As far as instruments themselves go though Glen's argument is moronic. I like different guitars for different stuff. I'm not going to try to play funk on an Jackson Warrior, because I know my Strat will just feel better for that type of work. They are different tools for different jobs in my opinion. Not to speak of the quality of craftsmanship which you can tell just by holding a guitar. My Made In Chinas don't even compare to my PRS SE.


----------



## Legion (Wednesday at 1:53 AM)

Because I'm feeling like a fucking troll LMAO:


----------



## John (Wednesday at 2:06 AM)

Legion said:


> irks me a bit because I'm a fucking pedant and he's misusing the phrase "scientific method".


Well within your right to feel that way. Especially when he reeks the same vibes as the 432Hz stans who grasp at straws to back it up with "scientific research." 
Except their flawed idea of research materials consists of shifty blog sites with equally wacko 'influencer' health ideas and blurbs with nothing empirical nor substantial, for example. Not some actual peer reviewed material that anyone remotely worth their salt would actually take the time to at least gloss over.


----------



## Guitarjon (Wednesday at 2:08 AM)

John said:


> Nope. Probably not the smartest idea, especially if it took you >50 amps just to discover you _can_ scoop the settings of another amp head.



You funny person!


----------



## lord of chads (Wednesday at 2:16 AM)

It's just an electric signal and filtered pink noise. Everything else is just details.

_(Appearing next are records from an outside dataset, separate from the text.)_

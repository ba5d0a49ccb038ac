//! Deck building engine for the Yu-Gi-Oh! trading card game.
//!
//! Keeps a collection of named decks persisted to disk, enforces format
//! legality (zone capacities, a per-card copy limit, banned card categories)
//! on every edit, scores decks from a static lookup table, and runs a
//! debounced, cancellable card search against the YGOPRODeck catalog.
//!
//! # Quick start
//!
//! ```no_run
//! use ygodeck::{DeckEngine, Zone};
//!
//! let mut engine = DeckEngine::builder().build().unwrap();
//!
//! engine.collection_mut().create("Dragons", false).unwrap();
//!
//! engine.set_query("Blue-Eyes");
//! // ... once the debounce window has passed:
//! engine.run_due_search();
//! let zone = engine.add_search_result(0).unwrap();
//! assert_eq!(zone, Zone::Main);
//!
//! engine.collection_mut().save().unwrap();
//! ```

#[cfg(feature = "async")]
pub mod async_client;
pub mod catalog;
pub mod classifier;
pub mod collection;
pub mod config;
pub mod error;
pub mod models;
pub mod scoring;
pub mod search;
pub mod store;
pub mod validator;

#[cfg(feature = "async")]
pub use async_client::{AsyncCardCatalog, AsyncSearch, AsyncYgoProDeckCatalog};
pub use catalog::{CardCatalog, YgoProDeckCatalog};
pub use classifier::{Classification, Classifier, Family};
pub use collection::{DeckCollection, EditorState, Snapshot};
pub use config::{BannedCategory, Ruleset};
pub use error::{DeckError, Rejection, Result};
pub use models::{CardId, CardRecord, Deck, Zone};
pub use scoring::ScoringTable;
pub use search::{SearchRequest, SearchSession, SearchState};
pub use store::{DeckStore, FileDeckStore, MemoryDeckStore};
pub use validator::{DeckValidator, Placement};

use std::fmt;
use std::path::{Path, PathBuf};
use std::time::{Duration, Instant};

// ---------------------------------------------------------------------------
// DeckEngineBuilder
// ---------------------------------------------------------------------------

/// Builder for configuring and constructing a [`DeckEngine`].
///
/// Use [`DeckEngine::builder()`] to obtain one.
pub struct DeckEngineBuilder {
    data_dir: Option<PathBuf>,
    ruleset: Ruleset,
    scoring: Option<ScoringTable>,
    scoring_path: Option<PathBuf>,
    catalog_base: String,
    timeout: Duration,
    debounce: Duration,
}

impl Default for DeckEngineBuilder {
    fn default() -> Self {
        Self {
            data_dir: None,
            ruleset: Ruleset::default(),
            scoring: None,
            scoring_path: None,
            catalog_base: config::CATALOG_BASE.to_string(),
            timeout: config::DEFAULT_TIMEOUT,
            debounce: config::DEBOUNCE,
        }
    }
}

impl DeckEngineBuilder {
    /// Set the directory holding the deck snapshot.
    ///
    /// If not set, the platform data directory is used (e.g.
    /// `~/.local/share/ygodeck` on Linux).
    pub fn data_dir<P: AsRef<Path>>(mut self, path: P) -> Self {
        self.data_dir = Some(path.as_ref().to_path_buf());
        self
    }

    /// Set the banned categories. Defaults to Link and Pendulum.
    pub fn ruleset(mut self, ruleset: Ruleset) -> Self {
        self.ruleset = ruleset;
        self
    }

    /// Use an already loaded scoring table.
    pub fn scoring_table(mut self, table: ScoringTable) -> Self {
        self.scoring = Some(table);
        self
    }

    /// Load the scoring table from a JSON (or `.json.gz`) file at build time.
    pub fn scoring_path<P: AsRef<Path>>(mut self, path: P) -> Self {
        self.scoring_path = Some(path.as_ref().to_path_buf());
        self
    }

    /// Point catalog lookups at another base URL. Defaults to the public YGOPRODeck API.
    pub fn catalog_base(mut self, url: impl Into<String>) -> Self {
        self.catalog_base = url.into();
        self
    }

    /// Set the HTTP request timeout for catalog lookups.
    ///
    /// Defaults to 30 seconds.
    pub fn timeout(mut self, timeout: Duration) -> Self {
        self.timeout = timeout;
        self
    }

    /// Set how long search waits after the last keystroke. Defaults to 300 ms.
    pub fn debounce(mut self, debounce: Duration) -> Self {
        self.debounce = debounce;
        self
    }

    /// Build the engine on the file-backed store in the data directory.
    pub fn build(self) -> Result<DeckEngine<FileDeckStore>> {
        let store = FileDeckStore::new(self.data_dir.clone())?;
        self.build_with_store(store)
    }

    /// Build the engine on a caller-supplied store.
    pub fn build_with_store<S: DeckStore>(self, store: S) -> Result<DeckEngine<S>> {
        let scoring = match (self.scoring, self.scoring_path) {
            (Some(table), _) => table,
            (None, Some(path)) => ScoringTable::from_path(path)?,
            (None, None) => ScoringTable::new(),
        };
        let classifier = Classifier::new(self.ruleset);
        let collection =
            DeckCollection::open(store, DeckValidator::with_classifier(classifier.clone()))?;
        let catalog = YgoProDeckCatalog::new(self.catalog_base, self.timeout)?;
        let search = SearchSession::new(classifier).with_debounce(self.debounce);
        Ok(DeckEngine {
            collection,
            scoring,
            catalog,
            search,
        })
    }
}

// ---------------------------------------------------------------------------
// DeckEngine
// ---------------------------------------------------------------------------

/// The single controller owning the deck collection, scoring table, catalog
/// client and search session.
///
/// Created via [`DeckEngine::builder()`].
pub struct DeckEngine<S: DeckStore = FileDeckStore> {
    collection: DeckCollection<S>,
    scoring: ScoringTable,
    catalog: YgoProDeckCatalog,
    search: SearchSession,
}

impl DeckEngine<FileDeckStore> {
    pub fn builder() -> DeckEngineBuilder {
        DeckEngineBuilder::default()
    }
}

impl<S: DeckStore> DeckEngine<S> {
    pub fn collection(&self) -> &DeckCollection<S> {
        &self.collection
    }

    pub fn collection_mut(&mut self) -> &mut DeckCollection<S> {
        &mut self.collection
    }

    pub fn scoring(&self) -> &ScoringTable {
        &self.scoring
    }

    pub fn catalog(&self) -> &YgoProDeckCatalog {
        &self.catalog
    }

    pub fn search(&self) -> &SearchSession {
        &self.search
    }

    pub fn search_mut(&mut self) -> &mut SearchSession {
        &mut self.search
    }

    /// Score of the deck currently being edited.
    pub fn score(&self) -> i64 {
        self.collection.score(&self.scoring)
    }

    /// Record a new search query as of now.
    pub fn set_query(&mut self, query: &str) -> u64 {
        self.search.set_query(query, Instant::now())
    }

    /// Issue the search request if its debounce window has elapsed.
    ///
    /// Blocks on the catalog. Returns `true` if a request was made.
    pub fn run_due_search(&mut self) -> bool {
        self.search.run_due(Instant::now(), &self.catalog)
    }

    /// Add the search result at `index` to main or extra.
    pub fn add_search_result(&mut self, index: usize) -> Result<Zone> {
        let card = self.search_result(index)?;
        Ok(self.collection.add_card(card)?)
    }

    /// Add the search result at `index` to the side deck.
    pub fn add_search_result_to_side(&mut self, index: usize) -> Result<()> {
        let card = self.search_result(index)?;
        Ok(self.collection.add_to_side(card)?)
    }

    fn search_result(&self, index: usize) -> Result<CardRecord> {
        self.search.results().get(index).cloned().ok_or_else(|| {
            DeckError::InvalidArgument(format!("no search result at index {index}"))
        })
    }
}

// ---------------------------------------------------------------------------
// Display
// ---------------------------------------------------------------------------

impl<S: DeckStore> fmt::Display for DeckEngine<S> {
    fn fmt(&self, f: &mut fmt::Formatter<'_>) -> fmt::Result {
        write!(
            f,
            "DeckEngine(decks={}, current={}, catalog={})",
            self.collection.len(),
            self.collection.current_name().unwrap_or("<none>"),
            self.catalog.base_url()
        )
    }
}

I'm tired of this guitar religion.


----------



## narad (Wednesday at 2:35 AM)

Legion said:


> There's something I want to bring up in the  context of Glenn's "scientific" videos that bothers me quite a bit. Granted, this might be my physicist brain nitpicking, but the very notion of an "experiment" is fundamentally reliant on a _reliable measurement._
> 
> Glenn's videos play those clips side by side and rely on human hearing as a method of measurement: something that is inherently inconsistent from person to person, so it is inherently not an objective measure. Listening to two clips and concluding that there is/isn't a difference is akin to "eyeballing it". I wish he used something like a response curve. I get that he's trying to prove a very specific point, i.e. in the specific context of metal guitars, a pickup may not be the best spent money, this kinda irks me a bit because I'm a fucking pedant and he's misusing the phrase "scientific method".



Just because the measurement is collected via a subjective source like humans doesn't undo the "scientific" aspect of it. I would argue it's really the opposite, because what we care about here is not whether there is a difference - of course there is here, when looking at the audio or response curve - but the extent to which that difference translates into a meaningful difference in this musical context. So while individuals vary, we would care here about the predictive power of changing the pickups as a variable. But yea, typically you'd set this up in a blind manner, fit a model to the responses and check your p-value. Still science. Not when Glen does it, but in theory


----------



## laxu (Wednesday at 2:42 AM)

torchlord said:


> It is possible to get 10 degree and custom baseplates from Bareknuckle.
> 
> 
> 
> ...


Yeah I know, you can also possibly reuse one from an existing pickup but BKP has gotten pretty expensive so I haven't bothered changing the pickup, especially when I don't really know what would work better.


----------



## Lozek (Wednesday at 6:45 AM)

My personal experience, it's all guitar dependant. My Charvel is quite bright sounding and you get significant tonal change with different Pick-ups, Trem blocks etc In contrast, one of my ESP's is extremely dark and you get much more subtle change with different componentry, my other ESP sits somewhere in the middle of the two both in tone and changeability.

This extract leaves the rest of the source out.